Raffi Garabedian, the CTO of First Solar, has said, "At the utility scale, efficiency is really hard to pay for," adding, "You end up paying too much for the module, and that doesn't offset your balance-of-system costs."

Solar Analyst Viewpoint

Shyam Mehta, Senior Solar Analyst at GTM Research, notes that the "highly competitive global landscape...is currently dominated by large, low-cost Chinese manufacturers." However, Silevo's "much higher efficiency of light-to-electricity conversion than most of the market can help lower overall system costs. Also, Silevo's technology produces more actual energy pound-for-pound than your average solar panel. Both of these are important, differentiated value propositions."

Mehta sees the company "focused on the rooftop solar market, since that is where the technology has the best value proposition. At the moment, the plan has to be to scale production. Currently, production volume is limited, which has made sense since the technology is very nascent and Silevo has been optimizing it for large-volume production over the last two years. However, the small scale means that the company's costs are also higher than Chinese competitors, although from what Silevo has told GTM, the costs are surprisingly low given the small scale. That's where the Buffalo facility comes into the picture."

As to whether Silevo is a good bet for the state of New York, Mehta said, "It is impossible to deny that there is meaningful risk in investing anywhere in the solar space in general. The industry is still young, very volatile and extremely competitive. Continuing dependence on subsidies also creates risk."

He added, "Going from small to high volume as Silevo is doing is a difficult process -- many solar firms have experienced delays and technical snags when scaling up." Still, Mehta called Silevo a "smart, savvy company with very promising technology, and importantly, the firm is aware of the dual importance of technology and cost-competitiveness."

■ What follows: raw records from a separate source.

//! Conversion services: extraction, caching, resolution, and output.

pub mod archive;
pub mod catalogue_cache;
pub mod checklist;
pub mod diagnostics;
pub mod fingerprint;
pub mod ingestion;
pub mod resolver;
pub mod status;
//! Ordered-rule classifier used when no model answer is available.
//!
//! Every pass walks its rule list top to bottom and the first rule whose
//! predicate holds decides the outcome. The last rule of each list always
//! matches, so classification is total.

use crate::results::HeuristicAnalysis;
use crate::snapshot::PageSnapshot;
use regex::Regex;
use std::sync::LazyLock;
use url::Url;

/// Lower-cased text the rules look at
#[derive(Debug, Clone, Default)]
pub struct Signals {
    pub url: String,
    pub host: String,
    pub title: String,
    pub content: String,
    /// DOM issues plus warn/error console output
    pub issues: String,
}

impl Signals {
    pub fn from_snapshot(snapshot: &PageSnapshot) -> Self {
        let mut issues: Vec<String> = snapshot.dom_issues.iter().map(|i| i.to_lowercase()).collect();
        issues.extend(snapshot.problem_entries().map(|e| e.message().to_lowercase()));
        if let Some(perf) = &snapshot.performance_snapshot {
            issues.extend(
                perf.network_failures
                    .iter()
                    .map(|f| format!("network failure {} {}", f.status.unwrap_or(0), f.name).to_lowercase()),
            );
        }

        let host = Url::parse(&snapshot.url)
            .ok()
            .and_then(|u| u.host_str().map(|h| h.to_lowercase()))
            .unwrap_or_default();

        Self {
            url: snapshot.url.to_lowercase(),
            host,
            title: snapshot.title.to_lowercase(),
            content: snapshot.content_excerpt.to_lowercase(),
            issues: issues.join("\n"),
        }
    }

    fn any(&self, needles: &[&str]) -> bool {
        needles.iter().any(|n| {
            self.title.contains(n) || self.content.contains(n) || self.issues.contains(n)
        })
    }

    fn issues_any(&self, needles: &[&str]) -> bool {
        needles.iter().any(|n| self.issues.contains(n))
    }

    fn host_is(&self, domain: &str) -> bool {
        self.host == domain || self.host.ends_with(&format!(".{}", domain))
    }
}

/// Titles that lead with a status code, e.g. "500 Internal Server Error" or "Error 404"
static TITLE_STATUS: LazyLock<Regex> = LazyLock::new(|| {
    Regex::new(r"^\W*(?:(?:http\s+)?error\s*)?([45]\d{2})\b").expect("title status pattern is valid")
});

static TEXT_STATUS: LazyLock<Regex> = LazyLock::new(|| {
    Regex::new(
        r"\b([45]\d{2})\s*[:\-–]?\s*(?:bad request|unauthorized|forbidden|not found|method not allowed|request timeout|too many requests|internal server error|not implemented|bad gateway|service unavailable|gateway time-?out)\b",
    )
    .expect("text status pattern is valid")
});

/// HTTP status code signalled by the page, title first
pub fn http_status(signals: &Signals) -> Option<u16> {
    TITLE_STATUS
        .captures(&signals.title)
        .or_else(|| TEXT_STATUS.captures(&signals.title))
        .or_else(|| TEXT_STATUS.captures(&signals.content))
        .or_else(|| TEXT_STATUS.captures(&signals.issues))
        .and_then(|caps| caps[1].parse().ok())
}

fn reason_phrase(status: u16) -> &'static str {
    match status {
        400 => "Bad Request",
        401 => "Unauthorized",
        403 => "Forbidden",
        404 => "Not Found",
        405 => "Method Not Allowed",
        408 => "Request Timeout",
        429 => "Too Many Requests",
        500 => "Internal Server Error",
        501 => "Not Implemented",
        502 => "Bad Gateway",
        503 => "Service Unavailable",
        504 => "Gateway Timeout",
        400..=499 => "Client Error",
        _ => "Server Error",
    }
}

/// One header rule
pub struct HeaderRule {
    pub name: &'static str,
    pub matches: fn(&Signals) -> bool,
    pub header: fn(&Signals) -> String,
}

/// One severity or context rule with its fixed confidence
pub struct LabelRule {
    pub name: &'static str,
    pub matches: fn(&Signals) -> bool,
    pub label: &'static str,
    pub confidence: u8,
}

const AUTH_TERMS: [&str; 8] = [
    "unauthorized",
    "authentication required",
    "please log in",
    "please sign in",
    "session expired",
    "session has expired",
    "access denied",
    "invalid credentials",
];

const NETWORK_TERMS: [&str; 8] = [
    "failed to fetch",
    "networkerror",
    "network error",
    "net::err_",
    "err_connection",
    "cors policy",
    "request timed out",
    "load failed",
];

const VALIDATION_TERMS: [&str; 6] = [
    "validation",
    "is required",
    "required field",
    "invalid field",
    "invalid email",
    "please enter",
];

fn always(_: &Signals) -> bool {
    true
}

fn has_http_status(s: &Signals) -> bool {
    http_status(s).is_some()
}

fn has_auth_signal(s: &Signals) -> bool {
    s.any(&AUTH_TERMS) || s.url.contains("/login") || s.url.contains("/signin")
}

fn has_type_error(s: &Signals) -> bool {
    s.issues.contains("typeerror")
}

fn has_reference_error(s: &Signals) -> bool {
    s.issues.contains("referenceerror")
}

fn has_network_error(s: &Signals) -> bool {
    s.any(&NETWORK_TERMS) || s.issues.contains("network failure")
}

fn has_validation_error(s: &Signals) -> bool {
    s.any(&VALIDATION_TERMS)
}

fn known_service(s: &Signals) -> Option<&'static str> {
    const SERVICES: [(&str, &str); 5] = [
        ("github.com", "GitHub"),
        ("gitlab.com", "GitLab"),
        ("atlassian.net", "Jira"),
        ("stackoverflow.com", "Stack Overflow"),
        ("google.com", "Google"),
    ];

    if s.host == "localhost" || s.host == "127.0.0.1" {
        return Some("Local Development Server");
    }
    SERVICES
        .iter()
        .find(|(domain, _)| s.host_is(domain))
        .map(|(_, name)| *name)
}

fn is_known_service(s: &Signals) -> bool {
    known_service(s).is_some()
}

fn is_local(s: &Signals) -> bool {
    s.host == "localhost" || s.host == "127.0.0.1" || s.host.ends_with(".local")
}

fn is_server_error(s: &Signals) -> bool {
    matches!(http_status(s), Some(500..=599))
}

fn has_fatal_terms(s: &Signals) -> bool {
    s.issues_any(&["uncaught", "fatal", "crash", "unhandled rejection", "out of memory"])
}

fn has_js_error(s: &Signals) -> bool {
    has_type_error(s) || has_reference_error(s) || s.issues_any(&["syntaxerror", "rangeerror"])
}

fn has_any_issue(s: &Signals) -> bool {
    !s.issues.is_empty()
}

fn has_minor_terms(s: &Signals) -> bool {
    s.any(&["deprecated", "warning", "slow", "not recommended"])
}

fn is_checkout(s: &Signals) -> bool {
    s.url.contains("checkout") || s.url.contains("/cart") || s.any(&["add to cart", "checkout", "payment"])
}

fn is_api(s: &Signals) -> bool {
    s.url.contains("/api/") || has_network_error(s)
}

fn is_search(s: &Signals) -> bool {
    s.url.contains("search") || s.url.contains("?q=")
}

fn http_header(s: &Signals) -> String {
    let status = http_status(s).unwrap_or(500);
    format!("## HTTP {} {}", status, reason_phrase(status))
}

fn auth_header(_: &Signals) -> String {
    "## Authentication Problem".to_string()
}

fn type_error_header(_: &Signals) -> String {
    "## JavaScript TypeError".to_string()
}

fn reference_error_header(_: &Signals) -> String {
    "## JavaScript ReferenceError".to_string()
}

fn network_header(_: &Signals) -> String {
    "## Network Request Failure".to_string()
}

fn validation_header(_: &Signals) -> String {
    "## Form Validation Error".to_string()
}

fn service_header(s: &Signals) -> String {
    format!("## Issue on {}", known_service(s).unwrap_or("Known Service"))
}

fn generic_header(_: &Signals) -> String {
    "## Page Issue Report".to_string()
}

/// Header rules, highest priority first
pub static HEADER_RULES: &[HeaderRule] = &[
    HeaderRule {
        name: "http-error",
        matches: has_http_status,
        header: http_header,
    },
    HeaderRule {
        name: "authentication",
        matches: has_auth_signal,
        header: auth_header,
    },
    HeaderRule {
        name: "type-error",
        matches: has_type_error,
        header: type_error_header,
    },
    HeaderRule {
        name: "reference-error",
        matches: has_reference_error,
        header: reference_error_header,
    },
    HeaderRule {
        name: "network-error",
        matches: has_network_error,
        header: network_header,
    },
    HeaderRule {
        name: "validation-error",
        matches: has_validation_error,
        header: validation_header,
    },
    HeaderRule {
        name: "known-service",
        matches: is_known_service,
        header: service_header,
    },
    HeaderRule {
        name: "generic",
        matches: always,
        header: generic_header,
    },
];

/// Severity rules, highest priority first
pub static SEVERITY_RULES: &[LabelRule] = &[
    LabelRule {
        name: "server-error",
        matches: is_server_error,
        label: "critical error",
        confidence: 95,
    },
    LabelRule {
        name: "fatal-terms",
        matches: has_fatal_terms,
        label: "critical error",
        confidence: 85,
    },
    LabelRule {
        name: "client-error",
        matches: has_http_status,
        label: "warning",
        confidence: 85,
    },
    LabelRule {
        name: "js-error",
        matches: has_js_error,
        label: "warning",
        confidence: 80,
    },
    LabelRule {
        name: "network-error",
        matches: has_network_error,
        label: "warning",
        confidence: 75,
    },
    LabelRule {
        name: "any-issue",
        matches: has_any_issue,
        label: "minor issue",
        confidence: 65,
    },
    LabelRule {
        name: "minor-terms",
        matches: has_minor_terms,
        label: "minor issue",
        confidence: 55,
    },
    LabelRule {
        name: "default",
        matches: always,
        label: "informational",
        confidence: 50,
    },
];

/// Context rules, highest priority first
pub static CONTEXT_RULES: &[LabelRule] = &[
    LabelRule {
        name: "local-development",
        matches: is_local,
        label: "local development",
        confidence: 90,
    },
    LabelRule {
        name: "authentication",
        matches: has_auth_signal,
        label: "authentication flow",
        confidence: 85,
    },
    LabelRule {
        name: "checkout",
        matches: is_checkout,
        label: "e-commerce checkout",
        confidence: 80,
    },
    LabelRule {
        name: "form",
        matches: has_validation_error,
        label: "form submission",
        confidence: 75,
    },
    LabelRule {
        name: "api",
        matches: is_api,
        label: "API communication",
        confidence: 70,
    },
    LabelRule {
        name: "search",
        matches: is_search,
        label: "search results",
        confidence: 60,
    },
    LabelRule {
        name: "default",
        matches: always,
        label: "general browsing",
        confidence: 40,
    },
];

fn first_label(rules: &[LabelRule], signals: &Signals) -> (String, u8) {
    rules
        .iter()
        .find(|rule| (rule.matches)(signals))
        .map(|rule| {
            ::log::trace!("Label rule matched: {}", rule.name);
            (rule.label.to_string(), rule.confidence)
        })
        .unwrap_or_else(|| ("informational".to_string(), 0))
}

/// Header text from the first matching header rule
pub fn classify_header(signals: &Signals) -> String {
    HEADER_RULES
        .iter()
        .find(|rule| (rule.matches)(signals))
        .map(|rule| {
            ::log::debug!("Header rule matched: {}", rule.name);
            (rule.header)(signals)
        })
        .unwrap_or_else(|| "## Page Issue Report".to_string())
}

/// Severity band and its confidence
pub fn assess_severity(snapshot: &PageSnapshot) -> (String, u8) {
    first_label(SEVERITY_RULES, &Signals::from_snapshot(snapshot))
}

/// Context label and its confidence
pub fn assess_context(snapshot: &PageSnapshot) -> (String, u8) {
    first_label(CONTEXT_RULES, &Signals::from_snapshot(snapshot))
}

/// Classify a snapshot. Never fails.
pub fn classify(snapshot: &PageSnapshot) -> HeuristicAnalysis {
    let signals = Signals::from_snapshot(snapshot);
    let (severity, severity_confidence) = first_label(SEVERITY_RULES, &signals);
    let (context, context_confidence) = first_label(CONTEXT_RULES, &signals);

    HeuristicAnalysis {
        header: classify_header(&signals),
        severity,
        severity_confidence,
        context,
        context_confidence,
    }
}
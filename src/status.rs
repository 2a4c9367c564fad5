//! Cosmetic progress messages for the caller.
//!
//! Timers race the real run but never gate it: the run's terminal update
//! always wins, and updates from an older invocation token are dropped.

use std::sync::{Arc, Mutex};
use std::time::Duration;
use tokio::task::JoinHandle;

#[derive(Debug, Clone, PartialEq, Eq)]
pub struct StatusUpdate {
    /// Invocation token of the run that produced the update
    pub token: u64,
    pub message: String,
    /// Set on the run's completion message
    pub terminal: bool,
}

impl StatusUpdate {
    pub fn progress(token: u64, message: impl Into<String>) -> Self {
        Self {
            token,
            message: message.into(),
            terminal: false,
        }
    }

    pub fn terminal(token: u64, message: impl Into<String>) -> Self {
        Self {
            token,
            message: message.into(),
            terminal: true,
        }
    }
}

pub trait StatusNotifier: Send + Sync {
    fn notify(&self, update: StatusUpdate);
}

/// Keeps the most recent accepted status message
#[derive(Debug, Default)]
pub struct StatusBoard {
    latest: Mutex<Option<StatusUpdate>>,
}

impl StatusBoard {
    pub fn new() -> Arc<Self> {
        Arc::new(Self::default())
    }

    pub fn latest(&self) -> Option<StatusUpdate> {
        self.latest.lock().ok().and_then(|guard| guard.clone())
    }

    fn accepts(current: Option<&StatusUpdate>, update: &StatusUpdate) -> bool {
        match current {
            None => true,
            Some(current) if update.token < current.token => false,
            Some(current) if update.token == current.token => update.terminal || !current.terminal,
            Some(_) => true,
        }
    }
}

impl StatusNotifier for StatusBoard {
    fn notify(&self, update: StatusUpdate) {
        let Ok(mut latest) = self.latest.lock() else {
            return;
        };

        if Self::accepts(latest.as_ref(), &update) {
            ::log::info!("[status #{}] {}", update.token, update.message);
            *latest = Some(update);
        } else {
            ::log::debug!("Dropping stale status for run #{}: {}", update.token, update.message);
        }
    }
}

/// Default escalation schedule for a run
pub fn default_schedule(analysis_type: Option<&str>) -> Vec<(Duration, String)> {
    let subject = analysis_type.unwrap_or("page");
    vec![
        (Duration::from_secs(3), format!("Analyzing {}...", subject)),
        (
            Duration::from_secs(30),
            format!("Still analyzing {}; the model is taking longer than usual", subject),
        ),
        (
            Duration::from_secs(120),
            format!("Analysis of {} is taking unusually long, waiting for it to finish", subject),
        ),
    ]
}

/// Escalating status messages for one run. Dropping the value cancels them.
pub struct ProgressTimers {
    handle: JoinHandle<()>,
}

impl ProgressTimers {
    pub fn start(notifier: Arc<dyn StatusNotifier>, token: u64, analysis_type: Option<&str>) -> Self {
        Self::with_schedule(notifier, token, default_schedule(analysis_type))
    }

    /// Offsets in `schedule` are measured from the start of the run
    pub fn with_schedule(
        notifier: Arc<dyn StatusNotifier>,
        token: u64,
        schedule: Vec<(Duration, String)>,
    ) -> Self {
        let handle = tokio::spawn(async move {
            let started = tokio::time::Instant::now();
            for (offset, message) in schedule {
                tokio::time::sleep_until(started + offset).await;
                notifier.notify(StatusUpdate::progress(token, message));
            }
        });
        Self { handle }
    }

    pub fn cancel(&self) {
        self.handle.abort();
    }
}

impl Drop for ProgressTimers {
    fn drop(&mut self) {
        self.handle.abort();
    }
}
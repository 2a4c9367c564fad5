pub mod error;
pub mod gemini;
pub mod parse;
pub mod prompt;

pub use error::{AnalyzerError, AttemptError, ModelAttemptFailure};
pub use gemini::{GeminiTransport, GenerateContentRequest, GenerationConfig};

use crate::config::ReportConfig;
use crate::results::AiAnalysis;
use crate::snapshot::PageSnapshot;
use async_trait::async_trait;
use std::sync::Arc;
use std::time::Duration;

/// Sends one request to one model and returns the raw answer text
#[async_trait]
pub trait ModelTransport: Send + Sync {
    async fn generate(&self, model: &str, request: &GenerateContentRequest) -> Result<String, AttemptError>;
}

/// Asks a priority-ordered list of models for an analysis, one at a time
pub struct RemoteAnalyzer {
    transport: Arc<dyn ModelTransport>,
    models: Vec<String>,
    generation: GenerationConfig,
}

impl RemoteAnalyzer {
    pub fn new(transport: Arc<dyn ModelTransport>, models: Vec<String>, generation: GenerationConfig) -> Self {
        Self {
            transport,
            models,
            generation,
        }
    }

    /// Analyzer talking to the configured Gemini endpoint
    pub fn from_config(config: &ReportConfig) -> Self {
        let transport = GeminiTransport::new(
            &config.api_base_url,
            &config.api_key,
            Duration::from_secs(config.request_timeout_secs),
        );
        Self::with_transport(config, Arc::new(transport))
    }

    /// Analyzer using the configured models and sampling with another transport
    pub fn with_transport(config: &ReportConfig, transport: Arc<dyn ModelTransport>) -> Self {
        Self::new(
            transport,
            config.models.clone(),
            GenerationConfig::from(&config.generation),
        )
    }

    /// Try each model in order; fails only when every model has failed
    pub async fn analyze(&self, snapshot: &PageSnapshot) -> Result<AiAnalysis, AnalyzerError> {
        if self.models.is_empty() {
            return Err(AnalyzerError::NoModelsConfigured);
        }

        let request = GenerateContentRequest::new(prompt::build_prompt(snapshot), self.generation.clone());
        let mut attempts = Vec::new();

        // One model at a time; latency is bounded by the sum of per-call timeouts
        for model in &self.models {
            match self.transport.generate(model, &request).await {
                Ok(text) => {
                    ::log::info!("Model {} answered ({} chars)", model, text.len());
                    return Ok(parse::interpret(&text));
                }
                Err(error) => {
                    ::log::warn!("Model {} failed: {}", model, error);
                    attempts.push(ModelAttemptFailure {
                        model: model.clone(),
                        error,
                    });
                }
            }
        }

        Err(AnalyzerError::AllModelsExhausted { attempts })
    }
}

Mehta also suggests that although Silevo currently manufactures cells in China, "It is not subject to either the China import tariff in the U.S. or the negotiated settlement in the EU, because both of those only apply to cells with a P-N junction, while Silevo's cells have P-i-N junction."

This is good news for Silevo and for Silevo's investors. But we've seen too many recent examples of states and localities bending over backwards to provide grants and tax breaks to untested technologies that have yielded little in return.

For now, New York's cleantech strategy includes manufacturing a startup's solar cells in Buffalo.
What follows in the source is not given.